● **Task to complete**
The response must reproduce exactly every line of the material below holding the word "ScannerKind".
══ Source data
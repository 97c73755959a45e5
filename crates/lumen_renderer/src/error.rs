//! Error types for scene construction and rendering.

use thiserror::Error;

/// Errors raised while building a scene or running a render.
#[derive(Error, Debug)]
pub enum RenderError {
    #[error("CSG needs at least two surfaces, got {found}")]
    CsgArity { found: usize },

    #[error("{kind} has a transform that cannot be inverted")]
    SingularTransform { kind: &'static str },

    #[error("Canvas must be at least 1x1, got {width}x{height}")]
    EmptyCanvas { width: usize, height: usize },

    #[error("Failed to build worker pool: {0}")]
    ThreadPool(#[from] rayon::ThreadPoolBuildError),

    #[error("Invalid render configuration: {0}")]
    Config(#[from] serde_json::Error),
}

pub type RenderResult<T> = Result<T, RenderError>;
//! Render entry point and configuration.

use std::time::Instant;

use lumen_core::Canvas;
use serde::{Deserialize, Serialize};

use crate::error::{RenderError, RenderResult};
use crate::scanner::ScannerKind;
use crate::{Camera, Scene};

/// Render configuration.
#[derive(Debug, Clone, PartialEq, Serialize, Deserialize)]
#[serde(default)]
pub struct RenderConfig {
    /// Reflection/refraction recursion depth
    pub bounces: u32,
    /// How pixels are distributed over threads
    pub scanner: ScannerKind,
    /// Worker threads; `None` uses rayon's global pool
    pub threads: Option<usize>,
}

impl Default for RenderConfig {
    fn default() -> Self {
        Self {
            bounces: 5,
            scanner: ScannerKind::default(),
            threads: None,
        }
    }
}

impl RenderConfig {
    /// Parse from JSON. Missing fields take their defaults.
    pub fn from_json(json: &str) -> RenderResult<Self> {
        Ok(serde_json::from_str(json)?)
    }

    pub fn with_bounces(mut self, bounces: u32) -> Self {
        self.bounces = bounces;
        self
    }

    pub fn with_scanner(mut self, scanner: ScannerKind) -> Self {
        self.scanner = scanner;
        self
    }

    pub fn with_threads(mut self, threads: usize) -> Self {
        self.threads = Some(threads);
        self
    }
}

/// Render `scene` as seen by `camera` into `canvas`.
///
/// The canvas size decides the resolution. Every pixel is overwritten.
pub fn render(
    camera: &Camera,
    scene: &Scene,
    canvas: &mut Canvas,
    config: &RenderConfig,
) -> RenderResult<()> {
    if canvas.is_empty() {
        return Err(RenderError::EmptyCanvas {
            width: canvas.width(),
            height: canvas.height(),
        });
    }
    camera.validate()?;
    scene.validate()?;

    let scanner = config.scanner.scanner();
    log::info!(
        "Rendering {}x{} with {} scanner, {} surfaces, {} lights, {} bounces",
        canvas.width(),
        canvas.height(),
        scanner.name(),
        scene.surfaces().len(),
        scene.lights().len(),
        config.bounces
    );

    let start = Instant::now();
    match config.threads {
        Some(threads) => {
            let pool = rayon::ThreadPoolBuilder::new()
                .num_threads(threads)
                .build()?;
            log::debug!("Using dedicated pool of {} threads", pool.current_num_threads());
            pool.install(|| scanner.scan(camera, scene, canvas, config.bounces));
        }
        None => scanner.scan(camera, scene, canvas, config.bounces),
    }

    log::info!("Render complete in {:.2?}", start.elapsed());
    Ok(())
}

#[cfg(test)]
mod tests {
    use super::*;
    use crate::test_support::{assert_color, default_scene, init_logging};
    use lumen_core::color::rgb;
    use lumen_math::{DMat4, DVec3};
    use std::f64::consts::FRAC_PI_2;

    fn camera() -> Camera {
        Camera::new(DVec3::new(0.0, 0.0, -5.0), DVec3::ZERO, DVec3::Y, FRAC_PI_2)
    }

    #[test]
    fn test_render_default_scene_centre_pixel() {
        init_logging();
        let scene = default_scene();
        let mut canvas = Canvas::new(11, 11);

        render(&camera(), &scene, &mut canvas, &RenderConfig::default()).unwrap();
        assert_color(canvas.get_pixel(5, 5), rgb(0.380661, 0.475826, 0.285496));
    }

    #[test]
    fn test_render_with_dedicated_pool() {
        let scene = default_scene();
        let mut pooled = Canvas::new(11, 11);
        let mut global = Canvas::new(11, 11);

        let config = RenderConfig::default().with_threads(2);
        render(&camera(), &scene, &mut pooled, &config).unwrap();
        render(&camera(), &scene, &mut global, &RenderConfig::default()).unwrap();

        assert_eq!(pooled, global);
    }

    #[test]
    fn test_render_rejects_empty_canvas() {
        let mut canvas = Canvas::new(0, 5);
        let err = render(&camera(), &default_scene(), &mut canvas, &RenderConfig::default()).unwrap_err();
        assert!(matches!(err, RenderError::EmptyCanvas { width: 0, height: 5 }));
    }

    #[test]
    fn test_render_rejects_singular_surface() {
        let scene = default_scene()
            .with_surface(crate::Surface::cube().with_transform(DMat4::from_scale(DVec3::new(0.0, 1.0, 1.0))));
        let mut canvas = Canvas::new(4, 4);

        let err = render(&camera(), &scene, &mut canvas, &RenderConfig::default()).unwrap_err();
        assert!(matches!(err, RenderError::SingularTransform { kind: "cube" }));
    }

    #[test]
    fn test_render_rejects_degenerate_camera() {
        let camera = Camera::default().with_look_at(DVec3::ZERO);
        let mut canvas = Canvas::new(4, 4);

        let err = render(&camera, &default_scene(), &mut canvas, &RenderConfig::default()).unwrap_err();
        assert!(matches!(err, RenderError::SingularTransform { kind: "camera" }));
    }

    #[test]
    fn test_config_from_json() {
        let config = RenderConfig::from_json(r#"{ "bounces": 2, "scanner": "single_threaded" }"#).unwrap();

        assert_eq!(config.bounces, 2);
        assert_eq!(config.scanner, ScannerKind::SingleThreaded);
        assert_eq!(config.threads, None);
    }

    #[test]
    fn test_config_from_bad_json() {
        let err = RenderConfig::from_json(r#"{ "scanner": "tiled" }"#).unwrap_err();
        assert!(matches!(err, RenderError::Config(_)));
    }

    #[test]
    fn test_config_builders() {
        let config = RenderConfig::default()
            .with_bounces(1)
            .with_scanner(ScannerKind::LineParallel)
            .with_threads(3);

        assert_eq!(
            config,
            RenderConfig {
                bounces: 1,
                scanner: ScannerKind::LineParallel,
                threads: Some(3),
            }
        );
    }
}
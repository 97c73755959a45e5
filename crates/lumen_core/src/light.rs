use lumen_math::Point;

use crate::{color, Color};

/// A point light: infinitely small, radiating equally in every direction.
#[derive(Debug, Clone, Copy, PartialEq)]
pub struct PointLight {
    pub position: Point,
    pub color: Color,
}

impl PointLight {
    /// Create a new point light.
    pub fn new(position: Point, color: Color) -> Self {
        Self { position, color }
    }

    /// A white light at `position`.
    pub fn white(position: Point) -> Self {
        Self::new(position, color::WHITE)
    }
}
//! Real roots of low-degree polynomials.
//!
//! Quadratics are solved in closed form. Cubics and quartics are solved by
//! bracketing: the roots of the derivative split the real line into monotone
//! pieces, each holding at most one root, which is then found by bisection.
//! This never loses a root to cancellation the way Cardano/Ferrari can for
//! nearly-tangent rays, at the price of a few dozen polynomial evaluations.

/// Leading coefficients smaller than this are treated as zero.
const DEGENERATE: f64 = 1e-12;

/// Bisection steps per bracket; enough to exhaust f64 precision.
const MAX_BISECTIONS: usize = 128;

/// Solve `a*x^2 + b*x + c = 0`.
///
/// Returns the real roots in ascending order. A double root is reported
/// twice so tangent rays still produce an entry/exit pair.
pub fn solve_quadratic(a: f64, b: f64, c: f64) -> Vec<f64> {
    if a.abs() < DEGENERATE {
        // Linear
        if b.abs() > DEGENERATE {
            return vec![-c / b];
        }
        return Vec::new();
    }

    let disc = b * b - 4.0 * a * c;
    if disc < 0.0 {
        return Vec::new();
    }

    let sqrt_disc = disc.sqrt();
    let t0 = (-b - sqrt_disc) / (2.0 * a);
    let t1 = (-b + sqrt_disc) / (2.0 * a);
    if t0 <= t1 {
        vec![t0, t1]
    } else {
        vec![t1, t0]
    }
}

/// Solve `a*x^3 + b*x^2 + c*x + d = 0`.
///
/// Returns the real roots in ascending order. A double root is reported
/// twice.
pub fn solve_cubic(a: f64, b: f64, c: f64, d: f64) -> Vec<f64> {
    if a.abs() < DEGENERATE {
        // Degenerate to quadratic
        return solve_quadratic(b, c, d);
    }

    let coeffs = [1.0, b / a, c / a, d / a];
    let critical = solve_quadratic(3.0, 2.0 * coeffs[1], coeffs[2]);
    bracket_roots(&coeffs, &critical)
}

/// Solve `a*x^4 + b*x^3 + c*x^2 + d*x + e = 0`.
///
/// Returns the real roots in ascending order. Tangent (double) roots are
/// reported twice, like [`solve_quadratic`], so a grazing ray still enters
/// and leaves.
pub fn solve_quartic(a: f64, b: f64, c: f64, d: f64, e: f64) -> Vec<f64> {
    if a.abs() < DEGENERATE {
        // Degenerate to cubic
        return solve_cubic(b, c, d, e);
    }

    let coeffs = [1.0, b / a, c / a, d / a, e / a];
    let critical = solve_cubic(4.0, 3.0 * coeffs[1], 2.0 * coeffs[2], coeffs[3]);
    bracket_roots(&coeffs, &critical)
}

/// Evaluate a polynomial given highest-degree coefficient first (Horner).
#[inline]
fn eval(coeffs: &[f64], x: f64) -> f64 {
    coeffs.iter().fold(0.0, |acc, &k| acc * x + k)
}

/// Find every real root of a monic polynomial whose derivative vanishes
/// at `critical` (ascending).
///
/// A root sitting on a critical point is a repeated root. It is reported
/// twice when the polynomial keeps its sign across it (a tangency) and once
/// when the sign flips, so the number of roots always has the parity of the
/// number of sign changes along the real line.
fn bracket_roots(coeffs: &[f64], critical: &[f64]) -> Vec<f64> {
    // Cauchy bound: every root lies within (-bound, bound)
    let bound = 1.0 + coeffs[1..].iter().fold(0.0_f64, |m, k| m.max(k.abs()));
    let scale = 1.0 + coeffs.iter().fold(0.0_f64, |m, k| m.max(k.abs()));
    let touching = 1e-10 * scale;

    let mut fences = Vec::with_capacity(critical.len() + 2);
    fences.push(-bound);
    fences.extend(critical.iter().copied().filter(|c| c.abs() < bound));
    fences.push(bound);
    fences.dedup();

    let values: Vec<f64> = fences.iter().map(|&x| eval(coeffs, x)).collect();
    let last = fences.len() - 1;
    let on_fence = |i: usize| i > 0 && i < last && values[i].abs() <= touching;

    let mut roots = Vec::new();
    for i in 0..last {
        if on_fence(i) {
            if values[i - 1].signum() == values[i + 1].signum() {
                roots.push(fences[i]);
            }
            roots.push(fences[i]);
        } else if !on_fence(i + 1) && values[i].signum() != values[i + 1].signum() {
            // Monotone between fences, so at most one crossing
            roots.push(bisect(coeffs, fences[i], fences[i + 1], values[i]));
        }
    }

    roots.sort_by(f64::total_cmp);
    roots
}

/// Bisect a sign-changing bracket down to the root.
fn bisect(coeffs: &[f64], mut lo: f64, mut hi: f64, mut f_lo: f64) -> f64 {
    for _ in 0..MAX_BISECTIONS {
        let mid = 0.5 * (lo + hi);
        if mid <= lo || mid >= hi {
            break;
        }
        let f_mid = eval(coeffs, mid);
        if f_mid == 0.0 {
            return mid;
        }
        if f_mid.signum() == f_lo.signum() {
            lo = mid;
            f_lo = f_mid;
        } else {
            hi = mid;
        }
    }
    0.5 * (lo + hi)
}
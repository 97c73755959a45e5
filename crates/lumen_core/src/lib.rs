//! Lumen Core - scene data shared by the renderer.
//!
//! This crate provides:
//!
//! - **Shading inputs**: `Color`, `Pigment`, `Material`, `PointLight`
//! - **Material inheritance**: `MaterialBinding`, the unset / inherited /
//!   explicit tri-state pushed down through groups
//! - **Output**: `Canvas`, the pixel grid a render writes into
//!
//! # Example
//!
//! ```
//! use lumen_core::{color, Canvas, Material};
//!
//! let mut canvas = Canvas::new(4, 2);
//! canvas.set_pixel(3, 1, color::rgb(1.0, 0.5, 0.0));
//! assert_eq!(canvas.get_pixel(3, 1), color::rgb(1.0, 0.5, 0.0));
//!
//! let glass = Material::default().with_transparency(1.0).with_refractive_index(1.5);
//! assert_eq!(glass.refractive_index, 1.5);
//! ```

pub mod canvas;
pub mod color;
pub mod light;
pub mod material;
pub mod pigment;

// Re-export commonly used types
pub use canvas::Canvas;
pub use color::{color_to_rgba, Color};
pub use light::PointLight;
pub use material::{Material, MaterialBinding};
pub use pigment::{Pigment, PigmentSource};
════
● **Your response**
use crate::scanner::ScannerKind;
    pub scanner: ScannerKind,
            scanner: ScannerKind::default(),
    pub fn with_scanner(mut self, scanner: ScannerKind) -> Self {
        assert_eq!(config.scanner, ScannerKind::SingleThreaded);
            .with_scanner(ScannerKind::LineParallel)
                scanner: ScannerKind::LineParallel,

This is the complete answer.